In order to achieve the above object, according to the first aspect of the present invention, a charged particle beam is irradiated to a photoconductor sample having a charge distribution, and the electrostatic latent image of the photoconductor sample is detected by a detection signal obtained by the irradiation. In a method of measuring an image,
The charged photoconductor sample is charged in a state in which the charged charge is removed by irradiating light in a vacuum with light having photoconductor sensitivity and irradiating a light amount larger than the required exposure energy density of the photoconductor. The electrostatic latent image evaluation method is characterized in that the residual charge generated on the photosensitive member sample is evaluated by scanning the particle beam and detecting electrons obtained by the scanning.

According to a second aspect of the present invention, in the method for evaluating an electrostatic latent image according to the first aspect, light fatigue is given to the photosensitive member by irradiating light while irradiating an electron beam. .
According to a third aspect of the invention, in the method for evaluating an electrostatic latent image according to the second aspect, in the process of irradiating light while irradiating an electron beam, the amplification factor of the electron detector is smaller than that during observation. It is characterized by setting.
According to a fourth aspect of the present invention, in the method for evaluating an electrostatic latent image according to the second or third aspect, the light fatigue state is controlled by changing a current of an electron beam applied to the photosensitive member sample. .

According to a fifth aspect of the present invention, in the method for evaluating an electrostatic latent image according to any one of the first to fourth aspects, the electric field strength to the photosensitive member sample is in the range of 10 ^ 4 V / cm to 10 ^ 6 V / cm. It is characterized by setting to.
According to a sixth aspect of the present invention, in the method for evaluating an electrostatic latent image according to any one of the first to fifth aspects, visible light having a wavelength of 400 to 800 nm is used as light having photoconductor sensitivity, and the photosensitive system is exposed by an optical system. Irradiating a predetermined region of the body sample.
According to a seventh aspect of the present invention, in the method for evaluating an electrostatic latent image according to any one of the first to sixth aspects, the light irradiation is performed with a semiconductor laser, and the amount of the semiconductor laser is changed to change the substrate of the photoreceptor sample. It controls the amount of current flowing through the.

According to an eighth aspect of the present invention, in the method for evaluating an electrostatic latent image according to any one of the first to seventh aspects, there is a condition that there is a region where the velocity vector in the sample vertical direction of the incident charged particle is reversed. The residual potential is measured by applying a voltage to the back surface of the sample to change the potential potential of the sample surface.
According to the ninth aspect of the present invention, there is provided a device for irradiating a photosensitive sample having a charge distribution with a charged particle beam and measuring an electrostatic latent image of the sample by a detection signal obtained by the irradiation. , Means for charging the sample by electron beam irradiation, means for irradiating the photoconductor with light having photosensitivity, and means for removing photocharge and leaving residual charge.
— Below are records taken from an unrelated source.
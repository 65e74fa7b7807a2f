//! # Evaluator
//!
//! Reduces a core term to a [`Value`] under an [`EffectPolicy`].
//!
//! ## Strategy
//!
//! Call by value, left to right. Environments are persistent ([`Scope`] for
//! de Bruijn indices, [`Environment`] for names). The only mutable state is
//! the fuel budget of a running fixed point, created per outermost call, so
//! independent runs may proceed on separate threads over the same term.
//!
//! ## Fixed Points
//!
//! A fixed point is unrolled one activation at a time. Before every
//! activation its guard is checked:
//!
//! - **fuel**: every activation below one outermost call spends from a single
//!   budget, so a branching recursion cannot unroll more often in total than
//!   its recorded bound plus the outermost activation,
//! - **measure**: the member's measure must be a natural number strictly below
//!   the measure of the activation that made the call,
//! - **structural**: the decreasing argument must be structurally smaller
//!   than in the activation that made the call.
//!
//! A failed check is a `TerminationViolation`; it means the proof the term
//! carries was wrong, which the analyzer should never let happen.
//!
//! ## Effects
//!
//! Every `Perform` consults the run's policy, which in turn talks to a
//! [`Host`]. Tests substitute their own host to observe or forbid real I/O.
//!
//! ## Reference Interpreter
//!
//! [`evaluate_reference`] runs an unchecked program tree directly. It shares
//! operators and effect handling with the core evaluator and exists to check
//! that encoding preserves meaning.

mod effects;
mod environment;
mod eval;
mod host;
mod ops;
mod reference;
mod runtime;
mod scope;
mod value;

use std::fmt;

use thiserror::Error;
use tracing::debug;

use crate::ast::Location;
use crate::core::CoreTerm;

pub use effects::{default_mocks, EffectPolicy, PURE_ENV_MOCK, PURE_FILE_MOCK};
pub use environment::{Environment, RecMember};
pub use host::{Host, SystemHost};
pub use reference::evaluate_reference;
pub use runtime::RValue;
pub use scope::Scope;
pub use value::{Closure, ClosureData, Value};

#[derive(Debug, Clone, Copy, PartialEq, Eq, Hash)]
pub enum RuntimeErrorKind {
    NotCallable,
    UnboundVariable,
    EffectNotMocked,
    EffectForbidden,
    TerminationViolation,
    InvalidOperand,
    EffectFailed,
    /// The result still contains a function.
    NotData,
}

impl fmt::Display for RuntimeErrorKind {
    fn fmt(&self, f: &mut fmt::Formatter) -> fmt::Result {
        let name = match self {
            RuntimeErrorKind::NotCallable => "NotCallable",
            RuntimeErrorKind::UnboundVariable => "UnboundVariable",
            RuntimeErrorKind::EffectNotMocked => "EffectNotMocked",
            RuntimeErrorKind::EffectForbidden => "EffectForbidden",
            RuntimeErrorKind::TerminationViolation => "TerminationViolation",
            RuntimeErrorKind::InvalidOperand => "InvalidOperand",
            RuntimeErrorKind::EffectFailed => "EffectFailed",
            RuntimeErrorKind::NotData => "NotData",
        };
        write!(f, "{name}")
    }
}

#[derive(Debug, Clone, PartialEq, Error)]
#[error("{location}: {kind}: {message}")]
pub struct RuntimeError {
    pub kind: RuntimeErrorKind,
    pub location: Location,
    pub message: String,
}

impl RuntimeError {
    pub fn new(kind: RuntimeErrorKind, location: &Location, message: impl Into<String>) -> Self {
        RuntimeError {
            kind,
            location: location.clone(),
            message: message.into(),
        }
    }

    pub fn kind(&self) -> RuntimeErrorKind {
        self.kind
    }

    pub fn location(&self) -> &Location {
        &self.location
    }
}

/// What every step of a run can see: the policy, the host, and the location
/// of the innermost located term being reduced.
pub(crate) struct Context<'r> {
    pub policy: &'r EffectPolicy,
    pub host: &'r dyn Host,
    pub location: Location,
    /// Fixed-point activations so far.
    pub activations: u64,
}

impl<'r> Context<'r> {
    pub fn new(policy: &'r EffectPolicy, host: &'r dyn Host) -> Self {
        Context {
            policy,
            host,
            location: Location::default(),
            activations: 0,
        }
    }

    pub fn error(&self, kind: RuntimeErrorKind, message: impl Into<String>) -> RuntimeError {
        RuntimeError::new(kind, &self.location, message)
    }
}

/// Evaluates a core term against the real host.
pub fn evaluate(term: &CoreTerm, policy: &EffectPolicy) -> Result<Value, RuntimeError> {
    evaluate_with_host(term, policy, &SystemHost::default())
}

pub fn evaluate_with_host(
    term: &CoreTerm,
    policy: &EffectPolicy,
    host: &dyn Host,
) -> Result<Value, RuntimeError> {
    let mut cx = Context::new(policy, host);
    let value = term.eval(&Scope::empty(), &mut cx)?;
    debug!(
        policy = policy.name(),
        activations = cx.activations,
        "evaluated core term"
    );
    let kind = value.type_name();
    value.into_data().ok_or_else(|| {
        cx.error(
            RuntimeErrorKind::NotData,
            format!("the result ({kind}) contains a function"),
        )
    })
}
The apparatus for evaluating an electrostatic latent image is characterized by evaluating a residual charge of a photoreceptor sample by scanning a charged particle beam and detecting electrons obtained by the scanning.
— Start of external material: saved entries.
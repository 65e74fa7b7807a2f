//! Pretty printer for core terms, types and kinds.
//!
//! Variables print as their de Bruijn index (`#0` is the innermost binder).
//! Location wrappers are invisible.

use std::fmt::{self, Display, Write};

use super::Formatter;
use crate::core::{CasePattern, CoreTerm, CoreType, FixGuard, FixMember, Kind, PrimOp};

impl Display for Kind {
    fn fmt(&self, f: &mut fmt::Formatter<'_>) -> fmt::Result {
        match self {
            Kind::Star => write!(f, "*"),
            Kind::Arrow(domain, codomain) => match **domain {
                Kind::Arrow(..) => write!(f, "({domain}) -> {codomain}"),
                _ => write!(f, "{domain} -> {codomain}"),
            },
            Kind::Row(fields) => write!(f, "row{{{}}}", fields.join(", ")),
        }
    }
}

impl Display for CoreType {
    fn fmt(&self, f: &mut fmt::Formatter<'_>) -> fmt::Result {
        match self {
            CoreType::TypeVariable(index) => write!(f, "'{index}"),
            CoreType::Arrow(domain, codomain) => match **domain {
                CoreType::Arrow(..) | CoreType::Forall(..) => write!(f, "({domain}) -> {codomain}"),
                _ => write!(f, "{domain} -> {codomain}"),
            },
            CoreType::Forall(kind, body) => write!(f, "forall {kind}. {body}"),
            CoreType::TypeConstructor { name, kind, args } => match kind {
                Kind::Row(fields) => {
                    let fields = fields
                        .iter()
                        .zip(args)
                        .map(|(field, ty)| format!("{field}: {ty}"))
                        .collect::<Vec<_>>();
                    write!(f, "{name}{{{}}}", fields.join(", "))
                }
                _ => {
                    let args = args.iter().map(|a| a.to_string()).collect::<Vec<_>>();
                    write!(f, "{name}<{}>", args.join(", "))
                }
            },
            CoreType::BaseType(name) => write!(f, "{name}"),
            CoreType::Mu(body) => write!(f, "mu. {body}"),
            CoreType::EffectType(effects, result) => {
                let effects = effects.iter().map(|e| e.to_string()).collect::<Vec<_>>();
                write!(f, "!{{{}}} {result}", effects.join(", "))
            }
        }
    }
}

impl Display for CoreTerm {
    fn fmt(&self, f: &mut fmt::Formatter<'_>) -> fmt::Result {
        let mut formatter = Formatter::new();
        format_term(self, &mut formatter, false);
        write!(f, "{}", formatter.finish())
    }
}

/// `atomic` asks for parentheses around anything that is not a single token.
fn format_term(term: &CoreTerm, fmt: &mut Formatter, atomic: bool) {
    match term {
        CoreTerm::Located(_, inner) => format_term(inner, fmt, atomic),
        CoreTerm::Variable(index) => {
            let _ = write!(fmt.buffer, "#{index}");
        }
        CoreTerm::Literal(value) => {
            let _ = write!(fmt.buffer, "{value}");
        }
        CoreTerm::Abstraction { param_ty, body } => {
            parenthesized(fmt, atomic, |fmt| {
                let _ = write!(fmt.buffer, "\\{param_ty}. ");
                format_term(body, fmt, false);
            });
        }
        CoreTerm::TypeAbstraction { kind, body } => {
            parenthesized(fmt, atomic, |fmt| {
                let _ = write!(fmt.buffer, "/\\{kind}. ");
                format_term(body, fmt, false);
            });
        }
        CoreTerm::Application(func, arg) => {
            parenthesized(fmt, atomic, |fmt| {
                let func_is_app = matches!(strip(func), CoreTerm::Application(..));
                format_term(func, fmt, !func_is_app);
                fmt.write_str(" ");
                format_term(arg, fmt, true);
            });
        }
        CoreTerm::TypeApplication(inner, ty) => {
            format_term(inner, fmt, true);
            let _ = write!(fmt.buffer, " [{ty}]");
        }
        CoreTerm::Let(value, body) => {
            parenthesized(fmt, atomic, |fmt| {
                fmt.write_str("let ");
                format_term(value, fmt, false);
                fmt.write_str(" in");
                fmt.write_newline();
                fmt.write_indent();
                format_term(body, fmt, false);
            });
        }
        CoreTerm::GuardedFix {
            members,
            guard,
            body,
            ..
        } => {
            fmt.write_str("fix[");
            match guard {
                FixGuard::Fuel(fuel) => {
                    fmt.write_str("fuel ");
                    format_term(fuel, fmt, true);
                }
                FixGuard::Measure(measures) => {
                    fmt.write_str("measure ");
                    for (i, measure) in measures.iter().enumerate() {
                        if i > 0 {
                            fmt.write_str(", ");
                        }
                        format_term(measure, fmt, true);
                    }
                }
            }
            fmt.write_str("; ");
            format_members(members, fmt);
            fmt.write_str("] ");
            format_term(body, fmt, true);
        }
        CoreTerm::Fold {
            members,
            decreasing,
            body,
            ..
        } => {
            fmt.write_str("fold[");
            for (i, (member, position)) in members.iter().zip(decreasing).enumerate() {
                if i > 0 {
                    fmt.write_str(", ");
                }
                let _ = write!(fmt.buffer, "{}/{} @{position}", member.name, member.arity);
            }
            fmt.write_str("] ");
            format_term(body, fmt, true);
        }
        CoreTerm::Constructor { name, args, .. } => {
            fmt.write_str(name);
            fmt.write_str("(");
            format_list(args, fmt);
            fmt.write_str(")");
        }
        CoreTerm::Match { scrutinee, cases } => {
            fmt.write_str("match ");
            format_term(scrutinee, fmt, true);
            fmt.write_str(" {");
            fmt.indent();
            for case in cases {
                fmt.write_newline();
                fmt.write_indent();
                match &case.pattern {
                    CasePattern::Constructor { name, arity } => {
                        let _ = write!(fmt.buffer, "{name}/{arity}");
                    }
                    CasePattern::Literal(value) => {
                        let _ = write!(fmt.buffer, "{value}");
                    }
                    CasePattern::Wildcard => fmt.write_str("_"),
                }
                fmt.write_str(" => ");
                format_term(&case.body, fmt, false);
            }
            fmt.dedent();
            fmt.write_newline();
            fmt.write_indent();
            fmt.write_str("}");
        }
        CoreTerm::Primitive { op, args } => format_primitive(op, args, fmt, atomic),
        CoreTerm::Perform {
            effect,
            target,
            fallback,
        } => {
            parenthesized(fmt, atomic && fallback.is_some(), |fmt| {
                let _ = write!(fmt.buffer, "perform {effect}(");
                format_term(target, fmt, false);
                fmt.write_str(")");
                if let Some(fallback) = fallback {
                    fmt.write_str(" ?? ");
                    format_term(fallback, fmt, true);
                }
            });
        }
    }
}

fn format_primitive(op: &PrimOp, args: &[CoreTerm], fmt: &mut Formatter, atomic: bool) {
    match (op, args) {
        (PrimOp::Binary(kind), [left, right]) => {
            parenthesized(fmt, atomic, |fmt| {
                format_term(left, fmt, true);
                let _ = write!(fmt.buffer, " {} ", kind.symbol());
                format_term(right, fmt, true);
            });
        }
        (PrimOp::Unary(kind), [operand]) => {
            let _ = write!(fmt.buffer, "{}(", kind.name());
            format_term(operand, fmt, false);
            fmt.write_str(")");
        }
        (PrimOp::Field(name), [object]) => {
            format_term(object, fmt, true);
            let _ = write!(fmt.buffer, ".{name}");
        }
        (PrimOp::MakeArray, elements) => {
            fmt.write_str("[");
            format_list(elements, fmt);
            fmt.write_str("]");
        }
        (PrimOp::MakeObject(names), values) if names.len() == values.len() => {
            fmt.write_str("{");
            for (i, (name, value)) in names.iter().zip(values).enumerate() {
                if i > 0 {
                    fmt.write_str(", ");
                }
                let _ = write!(fmt.buffer, "{name}: ");
                format_term(value, fmt, false);
            }
            fmt.write_str("}");
        }
        (op, args) => {
            let _ = write!(fmt.buffer, "prim<{op:?}>(");
            format_list(args, fmt);
            fmt.write_str(")");
        }
    }
}

fn format_members(members: &[FixMember], fmt: &mut Formatter) {
    for (i, member) in members.iter().enumerate() {
        if i > 0 {
            fmt.write_str(", ");
        }
        let _ = write!(fmt.buffer, "{}/{}", member.name, member.arity);
    }
}

fn format_list(items: &[CoreTerm], fmt: &mut Formatter) {
    for (i, item) in items.iter().enumerate() {
        if i > 0 {
            fmt.write_str(", ");
        }
        format_term(item, fmt, false);
    }
}

fn parenthesized(fmt: &mut Formatter, parens: bool, inner: impl FnOnce(&mut Formatter)) {
    if parens {
        fmt.write_str("(");
    }
    inner(fmt);
    if parens {
        fmt.write_str(")");
    }
}

fn strip(term: &CoreTerm) -> &CoreTerm {
    match term {
        CoreTerm::Located(_, inner) => strip(inner),
        other => other,
    }
}

#[cfg(test)]
mod tests {
    use crate::ast::{BinOpKind, Literal};
    use crate::core::{CoreTerm, CoreType, Kind, PrimOp};

    #[test]
    fn test_format_let_and_index() {
        let term = CoreTerm::let_in(
            CoreTerm::Literal(Literal::Int(5)),
            CoreTerm::prim(
                PrimOp::Binary(BinOpKind::Add),
                vec![CoreTerm::Variable(0), CoreTerm::Literal(Literal::Int(1))],
            ),
        );
        assert_eq!(term.to_string(), "let 5 in\n#0 + 1");
    }

    #[test]
    fn test_format_application_is_left_nested() {
        let term = CoreTerm::app(
            CoreTerm::app(CoreTerm::Variable(1), CoreTerm::Variable(0)),
            CoreTerm::Literal(Literal::Null),
        );
        assert_eq!(term.to_string(), "#1 #0 null");
    }

    #[test]
    fn test_format_types() {
        let ty = CoreType::Forall(
            Kind::Star,
            Box::new(CoreType::arrow(
                CoreType::arrow(CoreType::TypeVariable(0), CoreType::base("Int")),
                CoreType::TypeVariable(0),
            )),
        );
        assert_eq!(ty.to_string(), "forall *. ('0 -> Int) -> '0");
    }

    #[test]
    fn test_format_lambda() {
        let term = CoreTerm::lambda(CoreType::base("Int"), CoreTerm::Variable(0));
        assert_eq!(term.to_string(), "\\Int. #0");
    }
}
According to a tenth aspect of the present invention, in the apparatus for evaluating an electrostatic latent image according to the ninth aspect, one of the means for imparting light fatigue and the means for leaving the residual charge also serves as the other. .
In the invention described in claim 11, when the residual charge is evaluated using the evaluation method and the evaluation apparatus according to any one of claims 1 to 10, the average residual potential is larger than −50 V and the observation range is 200 μm or less. An electrophotographic photoreceptor having a maximum-minimum residual potential of 20 V or less was obtained.
According to a twelfth aspect of the present invention, in the image forming apparatus, a latent image is formed using the electrophotographic photosensitive member according to the eleventh aspect, and is developed and visualized.
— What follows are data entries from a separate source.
#[cfg(test)]
mod tests {
    use super::*;
    use crate::ast::Location;
    use crate::types::constraint::IDENTIFIER_PATTERN;
    use crate::types::error::TypeErrorKind;

    fn loc() -> Location {
        Location::default()
    }

    #[test]
    fn test_solve_type_equal() {
        let mut subst = Substitution::empty();
        let constraints = vec![Constraint::equal(Type::var(0), Type::Int, &loc(), "test")];
        let left = Solver::new(&mut subst).solve(constraints, true).unwrap();
        assert!(left.is_empty());
        assert_eq!(subst.apply(&Type::var(0)), Type::Int);
    }

    #[test]
    fn test_numeric_is_deferred_then_defaulted() {
        let mut subst = Substitution::empty();
        let constraints = vec![Constraint::custom("Numeric", vec![Type::var(0)], &loc())];
        let left = Solver::new(&mut subst).solve(constraints, false).unwrap();
        assert_eq!(left.len(), 1);
        Solver::new(&mut subst).solve(left, true).unwrap();
        assert_eq!(subst.apply(&Type::var(0)), Type::Int);
    }

    #[test]
    fn test_numeric_rejects_text() {
        let mut subst = Substitution::empty();
        let constraints = vec![Constraint::custom("Numeric", vec![Type::Text], &loc())];
        let err = Solver::new(&mut subst).solve(constraints, true).unwrap_err();
        assert_eq!(err.kind(), TypeErrorKind::UnificationFailure);
    }

    #[test]
    fn test_deferred_constraint_resolved_by_later_equality() {
        let mut subst = Substitution::empty();
        let constraints = vec![
            Constraint::HasField {
                object: Type::var(0),
                field: "port".to_string(),
                field_ty: Type::var(1),
                location: loc(),
            },
            Constraint::equal(
                Type::var(0),
                Type::object(vec![("port", Type::Int)]),
                &loc(),
                "test",
            ),
        ];
        Solver::new(&mut subst).solve(constraints, true).unwrap();
        assert_eq!(subst.apply(&Type::var(1)), Type::Int);
    }

    #[test]
    fn test_fields_of_an_unknown_object_are_defaulted_together() {
        let mut subst = Substitution::empty();
        let read = |field: &str, ty: Type| Constraint::HasField {
            object: Type::var(0),
            field: field.to_string(),
            field_ty: ty,
            location: loc(),
        };
        let constraints = vec![
            read("a", Type::var(1)),
            read("b", Type::var(2)),
            read("a", Type::Int),
        ];
        Solver::new(&mut subst).solve(constraints, true).unwrap();
        assert_eq!(
            subst.apply(&Type::var(0)),
            Type::object(vec![("a", Type::Int), ("b", Type::var(2))])
        );
    }

    #[test]
    fn test_merge_right_wins() {
        let mut subst = Substitution::empty();
        let left = Type::object(vec![("a", Type::Int), ("b", Type::Int)]);
        let right = Type::object(vec![("b", Type::Text), ("c", Type::Int)]);
        let constraints = vec![Constraint::custom(
            "Merge",
            vec![left, right, Type::var(0)],
            &loc(),
        )];
        Solver::new(&mut subst).solve(constraints, true).unwrap();
        assert_eq!(
            subst.apply(&Type::var(0)),
            Type::object(vec![("a", Type::Int), ("b", Type::Text), ("c", Type::Int)])
        );
    }

    #[test]
    fn test_missing_field() {
        let mut subst = Substitution::empty();
        let constraints = vec![Constraint::HasField {
            object: Type::object(vec![("a", Type::Int)]),
            field: "b".to_string(),
            field_ty: Type::var(0),
            location: loc(),
        }];
        let err = Solver::new(&mut subst).solve(constraints, true).unwrap_err();
        assert_eq!(err.kind(), TypeErrorKind::MissingField);
    }

    fn pattern(pattern: &str, value: &str) -> Constraint {
        Constraint::Pattern {
            ty: Type::var(0),
            pattern: pattern.to_string(),
            value: Some(value.to_string()),
            location: loc(),
        }
    }

    #[test]
    fn test_identifier_pattern() {
        for name in ["DB_HOST", "_x1"] {
            let mut subst = Substitution::empty();
            let constraints = vec![pattern(IDENTIFIER_PATTERN, name)];
            assert!(Solver::new(&mut subst).solve(constraints, true).is_ok(), "{name}");
            assert_eq!(subst.apply(&Type::var(0)), Type::Text);
        }
        for name in ["1abc", "a-b", ""] {
            let mut subst = Substitution::empty();
            let constraints = vec![pattern(IDENTIFIER_PATTERN, name)];
            assert!(Solver::new(&mut subst).solve(constraints, true).is_err(), "{name}");
        }
    }

    #[test]
    fn test_invalid_pattern_is_reported() {
        let mut subst = Substitution::empty();
        let err = Solver::new(&mut subst)
            .solve(vec![pattern("(", "x")], true)
            .unwrap_err();
        assert_eq!(err.kind(), TypeErrorKind::UnificationFailure);
    }

    #[test]
    fn test_range_rejects_negative_literal() {
        let mut subst = Substitution::empty();
        let constraints = vec![Constraint::Range {
            ty: Type::Int,
            min: Some(0),
            max: None,
            value: Some(-1),
            location: loc(),
        }];
        assert!(Solver::new(&mut subst).solve(constraints, true).is_err());
    }
}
According to the present invention, it is possible to evaluate the residual charge generated on the photoreceptor sample on a micron scale, and it is possible to evaluate the latent image forming ability of the electrostatic latent image occurring in the electrophotographic process with high accuracy. .
By irradiating light while irradiating an electron beam, it is possible to give light fatigue to the photoreceptor. Since it is generated in a vacuum, it is not significantly affected by exposure to Nox gas as in the fatigue experiment in the atmosphere. Simultaneous irradiation of electron beam irradiation and light irradiation is possible, and fatigue can be carried out efficiently.
By simultaneously performing charging and exposure, light fatigue can be efficiently applied in a short time.
By setting the amplification factor of the electron detector to be smaller than that at the time of observation, the process during light fatigue can be monitored without damaging or degrading the electron detector.
Conventionally, in corona charging and scorotron charging, since discharge in the air is used, it has been difficult to control the amount of electrons irradiated to the photoreceptor sample even though the passing current flowing through the substrate can be controlled. In the present invention, the electron beam can be irradiated and charged in the vacuum apparatus, and the electron irradiation current density that directly affects the light fatigue can be controlled, so that the light fatigue can be efficiently given.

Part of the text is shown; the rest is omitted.